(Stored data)

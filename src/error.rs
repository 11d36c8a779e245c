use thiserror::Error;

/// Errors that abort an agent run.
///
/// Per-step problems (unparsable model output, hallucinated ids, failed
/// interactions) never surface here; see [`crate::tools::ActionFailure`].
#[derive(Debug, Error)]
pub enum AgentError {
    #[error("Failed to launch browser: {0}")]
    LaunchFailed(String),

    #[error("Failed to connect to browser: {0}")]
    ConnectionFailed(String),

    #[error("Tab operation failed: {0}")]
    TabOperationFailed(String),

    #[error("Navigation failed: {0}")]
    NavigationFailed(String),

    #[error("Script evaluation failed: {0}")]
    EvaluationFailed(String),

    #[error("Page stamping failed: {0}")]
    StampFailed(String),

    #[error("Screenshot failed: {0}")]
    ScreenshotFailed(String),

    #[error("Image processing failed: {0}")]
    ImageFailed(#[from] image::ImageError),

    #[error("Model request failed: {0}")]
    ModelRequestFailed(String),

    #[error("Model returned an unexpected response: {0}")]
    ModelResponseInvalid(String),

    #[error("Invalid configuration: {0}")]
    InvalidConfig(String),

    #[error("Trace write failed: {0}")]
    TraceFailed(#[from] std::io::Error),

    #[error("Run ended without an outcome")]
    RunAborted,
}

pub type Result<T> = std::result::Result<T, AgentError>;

...

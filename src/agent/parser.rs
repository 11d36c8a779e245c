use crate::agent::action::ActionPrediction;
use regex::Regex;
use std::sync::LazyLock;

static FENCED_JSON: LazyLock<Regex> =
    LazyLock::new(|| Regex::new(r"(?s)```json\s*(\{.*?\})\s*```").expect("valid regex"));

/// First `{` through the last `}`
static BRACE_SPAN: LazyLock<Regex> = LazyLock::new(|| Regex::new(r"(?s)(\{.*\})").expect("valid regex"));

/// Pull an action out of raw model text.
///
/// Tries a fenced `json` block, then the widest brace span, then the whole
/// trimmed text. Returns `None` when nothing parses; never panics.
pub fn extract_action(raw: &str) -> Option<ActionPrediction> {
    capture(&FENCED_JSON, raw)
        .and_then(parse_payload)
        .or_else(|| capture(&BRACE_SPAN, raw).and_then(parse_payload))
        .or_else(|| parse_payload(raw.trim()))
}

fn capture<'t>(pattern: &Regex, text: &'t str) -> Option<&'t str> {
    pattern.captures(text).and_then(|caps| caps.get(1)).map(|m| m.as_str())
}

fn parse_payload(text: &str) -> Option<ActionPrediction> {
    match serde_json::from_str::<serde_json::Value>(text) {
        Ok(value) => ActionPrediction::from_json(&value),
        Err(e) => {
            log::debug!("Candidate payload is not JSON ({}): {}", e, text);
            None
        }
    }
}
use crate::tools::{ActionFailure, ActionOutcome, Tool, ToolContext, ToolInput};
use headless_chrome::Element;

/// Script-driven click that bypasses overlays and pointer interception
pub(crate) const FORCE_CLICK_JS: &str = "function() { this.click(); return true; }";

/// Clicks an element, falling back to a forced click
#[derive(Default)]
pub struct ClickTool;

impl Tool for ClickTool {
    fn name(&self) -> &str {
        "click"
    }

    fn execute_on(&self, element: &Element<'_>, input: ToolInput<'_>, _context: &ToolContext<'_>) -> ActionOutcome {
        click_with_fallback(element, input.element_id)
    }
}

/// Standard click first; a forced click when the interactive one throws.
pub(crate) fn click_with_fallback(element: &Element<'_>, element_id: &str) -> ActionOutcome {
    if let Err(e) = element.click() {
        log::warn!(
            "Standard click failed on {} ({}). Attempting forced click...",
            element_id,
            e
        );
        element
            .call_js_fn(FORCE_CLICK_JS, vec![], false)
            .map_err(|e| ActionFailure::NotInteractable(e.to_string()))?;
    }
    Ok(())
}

...

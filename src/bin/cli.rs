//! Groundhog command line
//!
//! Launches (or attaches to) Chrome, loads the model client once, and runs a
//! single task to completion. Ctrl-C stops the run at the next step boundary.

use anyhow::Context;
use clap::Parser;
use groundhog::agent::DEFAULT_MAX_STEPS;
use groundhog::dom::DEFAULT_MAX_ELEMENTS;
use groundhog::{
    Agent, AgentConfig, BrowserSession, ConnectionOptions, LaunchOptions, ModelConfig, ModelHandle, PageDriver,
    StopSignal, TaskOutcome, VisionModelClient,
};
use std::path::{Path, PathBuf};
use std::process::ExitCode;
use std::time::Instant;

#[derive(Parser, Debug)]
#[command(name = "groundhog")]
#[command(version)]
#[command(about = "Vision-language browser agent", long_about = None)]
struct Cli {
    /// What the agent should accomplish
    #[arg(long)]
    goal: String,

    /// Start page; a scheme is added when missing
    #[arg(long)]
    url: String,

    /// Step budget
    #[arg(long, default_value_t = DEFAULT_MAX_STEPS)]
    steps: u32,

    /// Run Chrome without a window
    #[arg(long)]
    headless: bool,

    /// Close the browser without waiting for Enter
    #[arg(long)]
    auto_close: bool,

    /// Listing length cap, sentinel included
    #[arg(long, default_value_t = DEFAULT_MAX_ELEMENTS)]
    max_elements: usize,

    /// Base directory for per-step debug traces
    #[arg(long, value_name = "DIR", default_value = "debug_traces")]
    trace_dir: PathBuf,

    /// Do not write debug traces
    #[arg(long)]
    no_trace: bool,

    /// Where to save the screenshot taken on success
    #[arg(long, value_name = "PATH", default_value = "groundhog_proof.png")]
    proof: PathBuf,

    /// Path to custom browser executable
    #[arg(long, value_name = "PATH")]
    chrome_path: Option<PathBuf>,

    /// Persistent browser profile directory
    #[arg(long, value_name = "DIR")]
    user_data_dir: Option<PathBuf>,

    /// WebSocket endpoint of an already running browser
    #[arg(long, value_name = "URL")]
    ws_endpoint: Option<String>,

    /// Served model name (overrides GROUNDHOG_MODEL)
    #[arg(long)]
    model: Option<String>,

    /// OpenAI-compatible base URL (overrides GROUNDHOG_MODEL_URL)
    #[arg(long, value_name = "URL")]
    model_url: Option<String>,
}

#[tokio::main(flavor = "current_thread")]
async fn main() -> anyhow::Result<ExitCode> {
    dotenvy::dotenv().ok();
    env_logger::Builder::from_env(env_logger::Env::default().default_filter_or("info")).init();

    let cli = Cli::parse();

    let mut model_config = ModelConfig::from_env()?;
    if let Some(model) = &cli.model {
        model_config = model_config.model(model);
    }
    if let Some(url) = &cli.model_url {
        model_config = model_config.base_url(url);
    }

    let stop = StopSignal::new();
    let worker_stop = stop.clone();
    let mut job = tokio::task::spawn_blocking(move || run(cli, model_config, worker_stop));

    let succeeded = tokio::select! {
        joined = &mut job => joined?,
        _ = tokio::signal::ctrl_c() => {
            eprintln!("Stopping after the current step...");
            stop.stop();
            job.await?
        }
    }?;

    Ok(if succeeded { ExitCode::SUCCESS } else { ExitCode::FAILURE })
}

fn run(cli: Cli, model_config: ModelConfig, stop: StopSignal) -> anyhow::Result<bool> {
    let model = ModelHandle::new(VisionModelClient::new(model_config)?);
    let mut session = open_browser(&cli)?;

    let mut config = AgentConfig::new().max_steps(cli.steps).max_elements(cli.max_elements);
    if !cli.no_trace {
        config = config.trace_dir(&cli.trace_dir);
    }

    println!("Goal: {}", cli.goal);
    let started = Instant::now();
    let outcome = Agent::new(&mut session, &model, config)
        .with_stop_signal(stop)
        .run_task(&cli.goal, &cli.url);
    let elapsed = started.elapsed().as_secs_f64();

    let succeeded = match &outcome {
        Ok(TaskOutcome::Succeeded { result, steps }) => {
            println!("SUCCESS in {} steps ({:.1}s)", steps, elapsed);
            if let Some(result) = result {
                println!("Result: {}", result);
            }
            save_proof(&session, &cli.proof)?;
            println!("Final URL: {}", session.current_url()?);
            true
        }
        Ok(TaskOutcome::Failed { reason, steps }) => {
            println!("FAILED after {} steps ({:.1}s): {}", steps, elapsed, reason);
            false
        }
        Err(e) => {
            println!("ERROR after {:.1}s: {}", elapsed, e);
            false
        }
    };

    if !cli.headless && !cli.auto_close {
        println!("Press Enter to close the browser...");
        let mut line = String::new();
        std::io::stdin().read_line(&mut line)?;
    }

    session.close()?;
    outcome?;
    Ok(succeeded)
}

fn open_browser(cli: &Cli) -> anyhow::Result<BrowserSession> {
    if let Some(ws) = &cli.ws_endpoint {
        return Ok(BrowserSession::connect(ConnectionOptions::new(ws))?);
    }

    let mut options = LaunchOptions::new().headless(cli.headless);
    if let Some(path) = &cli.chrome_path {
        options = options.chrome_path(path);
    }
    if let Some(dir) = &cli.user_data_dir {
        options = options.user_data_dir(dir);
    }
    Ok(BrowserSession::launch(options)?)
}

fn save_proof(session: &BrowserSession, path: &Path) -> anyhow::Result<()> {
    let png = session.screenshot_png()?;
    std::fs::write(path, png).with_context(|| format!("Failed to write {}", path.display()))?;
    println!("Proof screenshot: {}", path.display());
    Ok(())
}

**TASK TO COMPLETE:**
Return each line of the data where the word "match" appears.

**TASK OUTPUT:**
    match serde_json::from_str::<serde_json::Value>(text) {
    let succeeded = match &outcome {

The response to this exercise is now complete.